Is it hypocritical, then, to say that I'm grateful that Freaks exists as is? Uncomfortable though this scene makes me, it packs an unforgettable wallop—not just because of its cavalcade of deformity, but because of the remarkable way that Browning straddles the silent and sound eras. His use of an introductory title card (the only one in the film) signals his intentions, and you can easily understand exactly what's happening with the sound turned off—indeed, even if you haven't seen the film, I probably don't need to tell you that the female dwarf, Frieda, was previously involved with Hans and knows perfectly well that his marriage to Cleo is a sham. (Granted, Russian actress Olga Baclanova, whose transition from the silents was more than a little bumpy, is so over-the-top in her contempt that even coma patients could get the drift.) Leave the sound on, however, and you'll realize how much its growing cacophony—peals of laughter far too raucous to credibly emanate from a group of this size, cranked to a volume that overwhelms the dialogue—contributes to the scene's impression of a world gone topsy-turvy.

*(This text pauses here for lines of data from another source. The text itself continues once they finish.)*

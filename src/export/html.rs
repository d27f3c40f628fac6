//! Static HTML report with one tab per archetype.

use std::fmt::Write as _;
use std::fs;
use std::path::Path;

use tracing::info;

use super::{cells, ensure_parent, format_percentile, format_rating, headers, ExportError, ExportValue};
use crate::models::{AnalysisReport, ArchetypeResult};

const STYLE: &str = "\
body { font-family: sans-serif; margin: 1.5rem; }
nav a { margin-right: 0.75rem; }
section { display: none; }
section:target, section.default { display: block; }
section:target ~ section.default { display: none; }
table { border-collapse: collapse; margin-top: 1rem; }
th, td { border: 1px solid #ccc; padding: 0.25rem 0.5rem; }
th { background: #f0f0f0; }
td.num { text-align: right; }
";

/// Render the report as a standalone HTML page.
///
/// Tabs are plain anchors; the first archetype is shown until another is
/// selected.
pub fn render_html(report: &AnalysisReport) -> String {
    let mut out = String::new();
    out.push_str("<!DOCTYPE html>\n<html>\n<head>\n<meta charset=\"utf-8\">\n");
    out.push_str("<title>Archetype Report</title>\n");
    let _ = writeln!(out, "<style>\n{}</style>", STYLE);
    out.push_str("</head>\n<body>\n<h1>Archetype Report</h1>\n");
    let _ = writeln!(
        out,
        "<p>Generated {} from {} players.</p>",
        report.generated_at.format("%Y-%m-%d %H:%M UTC"),
        report.summary.rows_scored
    );

    if report.archetypes.is_empty() {
        out.push_str("<p>No archetype had any eligible players.</p>\n");
    } else {
        out.push_str("<nav>\n");
        for (idx, result) in report.archetypes.iter().enumerate() {
            let _ = writeln!(
                out,
                "<a href=\"#{}\">{}</a>",
                anchor(idx),
                escape(&result.archetype)
            );
        }
        out.push_str("</nav>\n");

        // The default tab goes last so `:target ~ .default` can hide it.
        for (idx, result) in report.archetypes.iter().enumerate().skip(1) {
            render_section(&mut out, idx, result, false);
        }
        render_section(&mut out, 0, &report.archetypes[0], true);
    }

    out.push_str("</body>\n</html>\n");
    out
}

fn render_section(out: &mut String, idx: usize, result: &ArchetypeResult, default: bool) {
    let class = if default { " class=\"default\"" } else { "" };
    let _ = writeln!(out, "<section id=\"{}\"{}>", anchor(idx), class);
    let _ = writeln!(
        out,
        "<h2>{} <small>({} players)</small></h2>",
        escape(&result.archetype),
        result.records.len()
    );

    out.push_str("<table>\n<thead><tr>");
    for header in headers(result) {
        let _ = write!(out, "<th>{}</th>", escape(&header));
    }
    out.push_str("</tr></thead>\n<tbody>\n");

    for record in &result.records {
        out.push_str("<tr>");
        for value in cells(record) {
            match value {
                ExportValue::Text(s) => {
                    let _ = write!(out, "<td>{}</td>", escape(s));
                }
                ExportValue::Rating(n) => {
                    let _ = write!(out, "<td class=\"num\">{}</td>", format_rating(n));
                }
                ExportValue::Percentile(n) => {
                    let _ = write!(out, "<td class=\"num\">{}</td>", format_percentile(n));
                }
            }
        }
        out.push_str("</tr>\n");
    }

    out.push_str("</tbody>\n</table>\n</section>\n");
}

fn anchor(idx: usize) -> String {
    format!("archetype-{}", idx)
}

/// Escape text for HTML element content and attribute values.
fn escape(text: &str) -> String {
    let mut escaped = String::with_capacity(text.len());
    for c in text.chars() {
        match c {
            '&' => escaped.push_str("&amp;"),
            '<' => escaped.push_str("&lt;"),
            '>' => escaped.push_str("&gt;"),
            '"' => escaped.push_str("&quot;"),
            '\'' => escaped.push_str("&#39;"),
            _ => escaped.push(c),
        }
    }
    escaped
}

/// Render and write the HTML report.
pub fn write_html(report: &AnalysisReport, path: &Path) -> Result<(), ExportError> {
    ensure_parent(path)?;
    fs::write(path, render_html(report))?;

    info!("Wrote HTML report to {}", path.display());
    Ok(())
}

#[cfg(test)]
mod tests {
    use super::*;
    use crate::export::test_support;
    use tempfile::TempDir;

    #[test]
    fn test_escape() {
        assert_eq!(escape("a < b & \"c\""), "a &lt; b &amp; &quot;c&quot;");
        assert_eq!(escape("plain"), "plain");
    }

    #[test]
    fn test_render_contains_tabs_and_rows() {
        let html = render_html(&test_support::report());

        assert!(html.contains("<a href=\"#archetype-0\">Sweeper Keeper</a>"));
        assert!(html.contains("<th>Adjusted SK Rating</th>"));
        assert!(html.contains("Alisson &lt;GK&gt;"));
        assert!(!html.contains("Alisson <GK>"));
        assert!(html.contains("<td class=\"num\">0.40</td>"));
        assert!(html.contains("<td class=\"num\">100%</td>"));
        assert!(html.contains("section id=\"archetype-0\" class=\"default\""));
    }

    #[test]
    fn test_render_empty_report() {
        let mut report = test_support::report();
        report.archetypes.clear();

        let html = render_html(&report);
        assert!(html.contains("No archetype had any eligible players."));
        assert!(!html.contains("<nav>"));
    }

    #[test]
    fn test_write_html() {
        let temp_dir = TempDir::new().unwrap();
        let path = temp_dir.path().join("report.html");

        write_html(&test_support::report(), &path).unwrap();
        let text = std::fs::read_to_string(&path).unwrap();
        assert!(text.starts_with("<!DOCTYPE html>"));
    }
}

Which brings us to the scene's signature chant, and the film's greatest cultural legacy. What's interesting is that, while there are three elements to the chant, people tend to remember only one or two of them. "One of us, one of us, one of us" reliably gets trotted out in situations involving an individual being forced to conform by the masses—I can recall seeing homages on both The Simpsons and South Park, and there are probably dozens of others out there. The creepy nonsense phrase “gooble gobble” was co-opted by the Ramones as “gabba gabba hey” (as introduced in “Pinhead,” a song directly inspired by Freaks). Until rewatching the scene this week, however, I'd forgotten that the freaks chant “we accept her” as frequently as the other two. That's crucial. “One of us” implies Borg-like absorption. “Gooble gooble” suggests insanity. "We accept her," on the other hand, undermines that apparent malevolence with a message of unconditional love—one made more poignant by the fact that it comes from a group of people who themselves have known very little acceptance from the outside world. It's the paradox of the entire scene in miniature, and it alleviates a lot of my misgivings. Whiff of exploitation or no, any movie that adores freaks as fervently as Freaks clearly does has to be okay.